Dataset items
=== Begin Enclosure ===

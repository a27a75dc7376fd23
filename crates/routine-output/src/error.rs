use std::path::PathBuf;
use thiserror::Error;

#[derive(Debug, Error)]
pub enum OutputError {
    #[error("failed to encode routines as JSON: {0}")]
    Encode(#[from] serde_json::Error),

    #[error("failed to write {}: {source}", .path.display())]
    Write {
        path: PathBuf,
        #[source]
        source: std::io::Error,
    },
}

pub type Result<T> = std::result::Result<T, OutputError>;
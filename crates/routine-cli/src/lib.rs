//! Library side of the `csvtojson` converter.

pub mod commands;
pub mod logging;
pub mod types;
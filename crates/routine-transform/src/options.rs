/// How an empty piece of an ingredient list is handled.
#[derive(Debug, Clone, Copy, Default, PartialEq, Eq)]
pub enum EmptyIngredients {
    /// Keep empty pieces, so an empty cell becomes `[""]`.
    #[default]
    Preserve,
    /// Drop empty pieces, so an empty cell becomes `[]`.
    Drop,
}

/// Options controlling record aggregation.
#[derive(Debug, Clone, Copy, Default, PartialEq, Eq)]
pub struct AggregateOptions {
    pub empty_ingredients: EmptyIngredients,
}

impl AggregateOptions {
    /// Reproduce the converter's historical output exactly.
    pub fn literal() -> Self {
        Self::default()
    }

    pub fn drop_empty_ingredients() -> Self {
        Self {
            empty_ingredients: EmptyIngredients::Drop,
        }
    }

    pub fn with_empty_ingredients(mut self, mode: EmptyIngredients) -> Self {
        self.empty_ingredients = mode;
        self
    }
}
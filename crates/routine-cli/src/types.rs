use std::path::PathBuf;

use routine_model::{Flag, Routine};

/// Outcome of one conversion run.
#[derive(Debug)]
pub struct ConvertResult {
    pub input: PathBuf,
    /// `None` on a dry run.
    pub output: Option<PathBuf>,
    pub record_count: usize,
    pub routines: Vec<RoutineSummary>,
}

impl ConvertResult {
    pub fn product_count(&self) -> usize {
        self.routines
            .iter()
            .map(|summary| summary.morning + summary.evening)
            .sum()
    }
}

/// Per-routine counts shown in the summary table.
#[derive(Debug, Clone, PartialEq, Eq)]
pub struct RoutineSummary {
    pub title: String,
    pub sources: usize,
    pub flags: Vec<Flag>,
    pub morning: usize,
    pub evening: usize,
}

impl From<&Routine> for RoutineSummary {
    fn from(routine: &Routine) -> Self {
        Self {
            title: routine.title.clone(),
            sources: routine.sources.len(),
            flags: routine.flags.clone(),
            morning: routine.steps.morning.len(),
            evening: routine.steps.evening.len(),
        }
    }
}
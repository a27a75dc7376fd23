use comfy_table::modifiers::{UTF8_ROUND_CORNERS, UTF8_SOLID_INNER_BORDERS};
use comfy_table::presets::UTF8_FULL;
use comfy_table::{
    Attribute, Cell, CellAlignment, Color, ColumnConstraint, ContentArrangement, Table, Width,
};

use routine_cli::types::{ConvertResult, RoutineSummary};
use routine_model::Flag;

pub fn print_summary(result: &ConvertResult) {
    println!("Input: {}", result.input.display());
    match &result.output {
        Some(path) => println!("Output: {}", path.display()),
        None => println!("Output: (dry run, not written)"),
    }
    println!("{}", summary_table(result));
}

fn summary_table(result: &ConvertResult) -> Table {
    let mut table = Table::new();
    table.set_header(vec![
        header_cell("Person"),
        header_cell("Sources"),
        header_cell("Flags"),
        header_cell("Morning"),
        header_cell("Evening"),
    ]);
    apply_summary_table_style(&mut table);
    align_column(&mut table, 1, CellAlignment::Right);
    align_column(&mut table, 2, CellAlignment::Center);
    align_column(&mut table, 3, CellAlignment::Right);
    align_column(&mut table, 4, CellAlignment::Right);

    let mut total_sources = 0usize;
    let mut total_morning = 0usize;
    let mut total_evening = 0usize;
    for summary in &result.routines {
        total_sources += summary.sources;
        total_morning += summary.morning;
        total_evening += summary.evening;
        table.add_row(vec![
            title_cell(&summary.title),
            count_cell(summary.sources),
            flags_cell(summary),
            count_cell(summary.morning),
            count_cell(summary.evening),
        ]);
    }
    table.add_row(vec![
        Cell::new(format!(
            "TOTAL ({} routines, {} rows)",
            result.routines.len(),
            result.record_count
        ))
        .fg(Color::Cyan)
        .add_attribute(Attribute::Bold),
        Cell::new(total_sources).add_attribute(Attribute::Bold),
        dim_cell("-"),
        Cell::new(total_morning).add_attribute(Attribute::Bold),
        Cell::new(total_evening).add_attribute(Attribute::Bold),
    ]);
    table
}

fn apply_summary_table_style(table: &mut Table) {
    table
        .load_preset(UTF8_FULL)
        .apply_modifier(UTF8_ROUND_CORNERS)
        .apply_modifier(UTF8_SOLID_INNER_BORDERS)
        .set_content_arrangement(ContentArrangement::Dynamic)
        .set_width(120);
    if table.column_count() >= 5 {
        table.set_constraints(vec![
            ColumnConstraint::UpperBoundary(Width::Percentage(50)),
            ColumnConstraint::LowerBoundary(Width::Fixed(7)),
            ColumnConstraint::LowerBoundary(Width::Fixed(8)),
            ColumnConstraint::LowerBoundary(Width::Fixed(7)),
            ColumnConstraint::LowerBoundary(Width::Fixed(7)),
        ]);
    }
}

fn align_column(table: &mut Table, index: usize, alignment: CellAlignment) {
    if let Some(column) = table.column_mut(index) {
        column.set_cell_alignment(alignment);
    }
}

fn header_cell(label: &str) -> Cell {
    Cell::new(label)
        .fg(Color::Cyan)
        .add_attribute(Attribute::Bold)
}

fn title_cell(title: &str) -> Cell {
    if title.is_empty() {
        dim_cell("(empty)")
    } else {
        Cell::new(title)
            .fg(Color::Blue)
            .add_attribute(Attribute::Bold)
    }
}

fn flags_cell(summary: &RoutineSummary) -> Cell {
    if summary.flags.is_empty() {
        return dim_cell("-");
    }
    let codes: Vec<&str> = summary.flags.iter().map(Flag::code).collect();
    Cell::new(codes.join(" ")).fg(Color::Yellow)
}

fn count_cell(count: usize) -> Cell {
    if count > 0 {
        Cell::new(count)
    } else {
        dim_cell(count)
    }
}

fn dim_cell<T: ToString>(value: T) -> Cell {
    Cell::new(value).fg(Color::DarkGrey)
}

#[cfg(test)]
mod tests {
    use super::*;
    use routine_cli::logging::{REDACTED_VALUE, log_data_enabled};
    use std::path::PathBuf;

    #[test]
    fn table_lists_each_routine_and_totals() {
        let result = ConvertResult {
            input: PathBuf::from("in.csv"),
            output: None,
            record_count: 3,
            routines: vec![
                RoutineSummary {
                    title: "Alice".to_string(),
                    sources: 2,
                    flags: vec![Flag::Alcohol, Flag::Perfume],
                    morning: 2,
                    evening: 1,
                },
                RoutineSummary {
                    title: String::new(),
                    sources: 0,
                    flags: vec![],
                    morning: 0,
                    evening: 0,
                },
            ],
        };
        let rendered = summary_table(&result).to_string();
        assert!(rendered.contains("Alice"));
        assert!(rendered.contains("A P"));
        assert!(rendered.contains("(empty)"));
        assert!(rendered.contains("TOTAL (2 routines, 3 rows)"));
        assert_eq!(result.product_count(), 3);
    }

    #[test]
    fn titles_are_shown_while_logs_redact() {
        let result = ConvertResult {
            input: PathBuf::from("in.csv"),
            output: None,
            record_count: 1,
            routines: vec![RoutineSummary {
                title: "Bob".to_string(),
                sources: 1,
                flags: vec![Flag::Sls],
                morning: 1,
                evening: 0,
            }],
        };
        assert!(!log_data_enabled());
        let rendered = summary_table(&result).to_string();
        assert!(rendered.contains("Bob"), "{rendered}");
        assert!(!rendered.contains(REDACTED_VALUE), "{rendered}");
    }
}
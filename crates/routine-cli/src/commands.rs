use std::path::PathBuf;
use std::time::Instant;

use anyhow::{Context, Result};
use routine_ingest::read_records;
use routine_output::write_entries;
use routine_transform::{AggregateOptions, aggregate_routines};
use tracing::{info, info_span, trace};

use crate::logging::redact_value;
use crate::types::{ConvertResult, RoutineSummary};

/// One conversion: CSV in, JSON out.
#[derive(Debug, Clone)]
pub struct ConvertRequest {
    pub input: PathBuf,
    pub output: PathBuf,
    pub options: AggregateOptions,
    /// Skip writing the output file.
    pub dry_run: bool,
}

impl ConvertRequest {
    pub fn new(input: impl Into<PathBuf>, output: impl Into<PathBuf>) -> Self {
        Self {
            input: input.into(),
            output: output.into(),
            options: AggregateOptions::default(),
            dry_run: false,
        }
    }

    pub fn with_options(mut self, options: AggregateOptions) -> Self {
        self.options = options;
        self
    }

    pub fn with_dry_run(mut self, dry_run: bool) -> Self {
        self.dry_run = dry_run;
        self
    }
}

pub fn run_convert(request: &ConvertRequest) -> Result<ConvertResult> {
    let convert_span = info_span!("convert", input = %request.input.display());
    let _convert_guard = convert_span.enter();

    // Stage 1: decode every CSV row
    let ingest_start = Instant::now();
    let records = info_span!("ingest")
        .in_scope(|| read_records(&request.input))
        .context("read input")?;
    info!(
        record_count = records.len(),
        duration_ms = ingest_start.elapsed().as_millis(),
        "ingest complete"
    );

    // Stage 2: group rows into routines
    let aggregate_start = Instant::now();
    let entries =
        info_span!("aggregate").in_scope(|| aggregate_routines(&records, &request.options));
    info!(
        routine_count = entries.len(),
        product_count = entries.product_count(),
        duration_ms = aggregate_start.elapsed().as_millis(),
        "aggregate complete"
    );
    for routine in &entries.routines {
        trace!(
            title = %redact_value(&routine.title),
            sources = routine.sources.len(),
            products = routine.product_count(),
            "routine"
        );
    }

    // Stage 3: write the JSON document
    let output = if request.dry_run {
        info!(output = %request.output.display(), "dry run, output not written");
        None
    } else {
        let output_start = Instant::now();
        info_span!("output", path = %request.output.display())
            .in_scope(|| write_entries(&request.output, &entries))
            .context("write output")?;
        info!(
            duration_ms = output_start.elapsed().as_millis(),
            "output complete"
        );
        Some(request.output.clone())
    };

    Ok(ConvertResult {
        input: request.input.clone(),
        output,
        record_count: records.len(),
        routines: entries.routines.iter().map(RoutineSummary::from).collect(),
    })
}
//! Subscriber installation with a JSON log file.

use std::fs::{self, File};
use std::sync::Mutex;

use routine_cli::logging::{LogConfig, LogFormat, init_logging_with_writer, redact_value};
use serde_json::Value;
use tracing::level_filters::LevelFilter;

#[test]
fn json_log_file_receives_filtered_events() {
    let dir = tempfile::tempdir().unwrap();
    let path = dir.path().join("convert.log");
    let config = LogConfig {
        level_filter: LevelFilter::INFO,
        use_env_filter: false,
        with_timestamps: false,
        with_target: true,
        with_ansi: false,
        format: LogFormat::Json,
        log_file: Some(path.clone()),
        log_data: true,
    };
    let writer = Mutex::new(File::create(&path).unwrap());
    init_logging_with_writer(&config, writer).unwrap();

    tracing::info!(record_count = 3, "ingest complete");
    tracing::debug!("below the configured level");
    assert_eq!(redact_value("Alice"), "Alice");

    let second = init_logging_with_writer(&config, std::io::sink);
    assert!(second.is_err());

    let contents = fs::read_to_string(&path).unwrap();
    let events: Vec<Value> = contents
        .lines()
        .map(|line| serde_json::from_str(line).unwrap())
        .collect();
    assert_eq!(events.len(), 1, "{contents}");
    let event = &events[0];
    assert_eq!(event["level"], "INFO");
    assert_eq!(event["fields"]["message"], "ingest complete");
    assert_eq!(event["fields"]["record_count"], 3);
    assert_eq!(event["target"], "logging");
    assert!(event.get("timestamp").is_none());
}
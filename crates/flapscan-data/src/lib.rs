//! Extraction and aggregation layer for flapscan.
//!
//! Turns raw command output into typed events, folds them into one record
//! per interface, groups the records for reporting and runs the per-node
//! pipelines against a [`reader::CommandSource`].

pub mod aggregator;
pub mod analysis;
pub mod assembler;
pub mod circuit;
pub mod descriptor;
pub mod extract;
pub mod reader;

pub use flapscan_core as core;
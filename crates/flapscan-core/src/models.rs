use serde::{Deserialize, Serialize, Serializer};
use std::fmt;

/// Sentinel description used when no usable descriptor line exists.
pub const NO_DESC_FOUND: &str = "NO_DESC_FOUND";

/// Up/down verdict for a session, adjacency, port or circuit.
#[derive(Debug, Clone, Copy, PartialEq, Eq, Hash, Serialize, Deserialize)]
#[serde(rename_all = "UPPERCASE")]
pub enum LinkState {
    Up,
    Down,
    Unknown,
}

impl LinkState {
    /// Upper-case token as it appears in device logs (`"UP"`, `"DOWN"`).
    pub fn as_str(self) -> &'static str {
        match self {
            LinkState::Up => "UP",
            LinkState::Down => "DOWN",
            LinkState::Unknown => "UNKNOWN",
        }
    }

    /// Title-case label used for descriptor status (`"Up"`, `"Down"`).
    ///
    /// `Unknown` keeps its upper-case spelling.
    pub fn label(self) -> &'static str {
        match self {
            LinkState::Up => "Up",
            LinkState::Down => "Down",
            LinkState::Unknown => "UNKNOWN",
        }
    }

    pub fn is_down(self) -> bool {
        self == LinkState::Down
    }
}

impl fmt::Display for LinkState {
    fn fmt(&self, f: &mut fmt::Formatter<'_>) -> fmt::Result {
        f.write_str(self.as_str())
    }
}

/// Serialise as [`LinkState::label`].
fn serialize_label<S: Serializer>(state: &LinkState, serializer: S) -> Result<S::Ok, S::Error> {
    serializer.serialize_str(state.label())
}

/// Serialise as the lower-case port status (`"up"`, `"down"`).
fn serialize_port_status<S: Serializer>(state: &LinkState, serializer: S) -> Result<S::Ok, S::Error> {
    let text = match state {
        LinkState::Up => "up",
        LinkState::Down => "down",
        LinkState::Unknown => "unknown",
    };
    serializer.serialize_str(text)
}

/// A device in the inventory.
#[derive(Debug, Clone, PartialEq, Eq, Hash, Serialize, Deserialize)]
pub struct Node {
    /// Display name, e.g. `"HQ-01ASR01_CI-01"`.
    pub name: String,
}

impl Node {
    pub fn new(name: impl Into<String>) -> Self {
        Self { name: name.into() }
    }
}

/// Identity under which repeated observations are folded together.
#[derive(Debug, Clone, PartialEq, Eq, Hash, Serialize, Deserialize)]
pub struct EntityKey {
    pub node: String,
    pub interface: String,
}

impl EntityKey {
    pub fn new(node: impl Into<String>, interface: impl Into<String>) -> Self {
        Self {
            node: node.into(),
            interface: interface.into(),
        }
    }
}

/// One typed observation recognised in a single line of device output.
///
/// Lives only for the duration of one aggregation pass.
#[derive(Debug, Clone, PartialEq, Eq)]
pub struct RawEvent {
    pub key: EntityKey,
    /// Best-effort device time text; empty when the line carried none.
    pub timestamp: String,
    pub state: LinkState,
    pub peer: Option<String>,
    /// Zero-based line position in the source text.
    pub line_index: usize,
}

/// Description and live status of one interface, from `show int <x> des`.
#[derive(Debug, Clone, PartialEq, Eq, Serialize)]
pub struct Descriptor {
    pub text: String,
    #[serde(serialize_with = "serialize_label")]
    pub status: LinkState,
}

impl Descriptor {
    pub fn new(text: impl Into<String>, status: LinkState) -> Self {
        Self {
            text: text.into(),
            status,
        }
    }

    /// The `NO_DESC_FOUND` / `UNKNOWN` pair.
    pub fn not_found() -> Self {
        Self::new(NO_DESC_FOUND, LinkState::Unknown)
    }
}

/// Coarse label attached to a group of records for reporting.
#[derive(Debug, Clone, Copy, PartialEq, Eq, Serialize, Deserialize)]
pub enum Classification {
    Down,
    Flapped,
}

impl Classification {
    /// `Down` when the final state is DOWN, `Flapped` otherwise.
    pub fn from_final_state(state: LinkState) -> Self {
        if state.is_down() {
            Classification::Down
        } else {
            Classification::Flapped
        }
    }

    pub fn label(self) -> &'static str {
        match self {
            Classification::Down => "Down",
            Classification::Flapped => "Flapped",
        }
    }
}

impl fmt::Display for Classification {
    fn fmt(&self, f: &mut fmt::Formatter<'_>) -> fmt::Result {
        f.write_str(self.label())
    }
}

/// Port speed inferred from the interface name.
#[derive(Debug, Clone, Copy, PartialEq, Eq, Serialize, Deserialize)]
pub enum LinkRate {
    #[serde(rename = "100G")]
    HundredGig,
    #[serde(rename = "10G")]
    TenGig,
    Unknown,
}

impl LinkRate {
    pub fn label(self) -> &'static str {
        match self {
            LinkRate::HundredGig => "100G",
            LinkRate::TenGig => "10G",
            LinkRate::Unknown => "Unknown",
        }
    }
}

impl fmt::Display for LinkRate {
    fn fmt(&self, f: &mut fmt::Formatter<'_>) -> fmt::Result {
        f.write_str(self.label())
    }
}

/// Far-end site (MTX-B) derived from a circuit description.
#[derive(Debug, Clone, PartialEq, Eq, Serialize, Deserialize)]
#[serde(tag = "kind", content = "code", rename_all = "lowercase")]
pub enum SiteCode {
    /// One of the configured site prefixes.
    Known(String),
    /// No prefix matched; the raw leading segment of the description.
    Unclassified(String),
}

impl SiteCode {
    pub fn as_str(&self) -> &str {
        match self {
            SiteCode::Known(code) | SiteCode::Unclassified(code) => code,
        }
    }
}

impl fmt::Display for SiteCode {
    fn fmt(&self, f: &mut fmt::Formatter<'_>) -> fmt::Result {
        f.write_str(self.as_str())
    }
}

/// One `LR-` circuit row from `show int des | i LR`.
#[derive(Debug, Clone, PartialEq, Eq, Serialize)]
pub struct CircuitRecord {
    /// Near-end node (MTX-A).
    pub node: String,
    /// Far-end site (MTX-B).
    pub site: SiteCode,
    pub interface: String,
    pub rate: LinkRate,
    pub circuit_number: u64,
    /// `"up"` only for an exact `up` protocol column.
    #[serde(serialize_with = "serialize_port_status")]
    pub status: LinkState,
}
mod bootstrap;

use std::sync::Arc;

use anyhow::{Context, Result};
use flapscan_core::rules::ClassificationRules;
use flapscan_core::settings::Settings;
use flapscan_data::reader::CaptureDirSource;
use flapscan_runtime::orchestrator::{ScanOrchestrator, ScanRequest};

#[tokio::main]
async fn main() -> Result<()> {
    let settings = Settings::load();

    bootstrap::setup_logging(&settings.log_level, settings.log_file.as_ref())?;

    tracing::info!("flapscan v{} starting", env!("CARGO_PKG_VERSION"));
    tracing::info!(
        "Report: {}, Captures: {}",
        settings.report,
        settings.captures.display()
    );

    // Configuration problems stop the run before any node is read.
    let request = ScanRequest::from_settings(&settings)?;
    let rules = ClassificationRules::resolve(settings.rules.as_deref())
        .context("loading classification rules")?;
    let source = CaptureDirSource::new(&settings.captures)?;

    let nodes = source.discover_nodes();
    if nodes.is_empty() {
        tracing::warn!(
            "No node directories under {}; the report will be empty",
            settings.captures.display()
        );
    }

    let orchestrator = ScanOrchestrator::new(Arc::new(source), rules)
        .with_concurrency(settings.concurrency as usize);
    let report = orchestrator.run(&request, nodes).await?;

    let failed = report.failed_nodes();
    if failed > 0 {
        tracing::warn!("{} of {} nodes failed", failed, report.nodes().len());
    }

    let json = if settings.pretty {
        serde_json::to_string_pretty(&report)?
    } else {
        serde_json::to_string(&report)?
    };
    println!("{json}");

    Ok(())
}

=== End Enclosure ===

WHAT TO DO = Scan the records for lines that hold "Alice", and reproduce each one you find.

SOLUTION BELOW =
                    title: "Alice".to_string(),
        assert!(rendered.contains("Alice"));
    assert_eq!(redact_value("Alice"), "Alice");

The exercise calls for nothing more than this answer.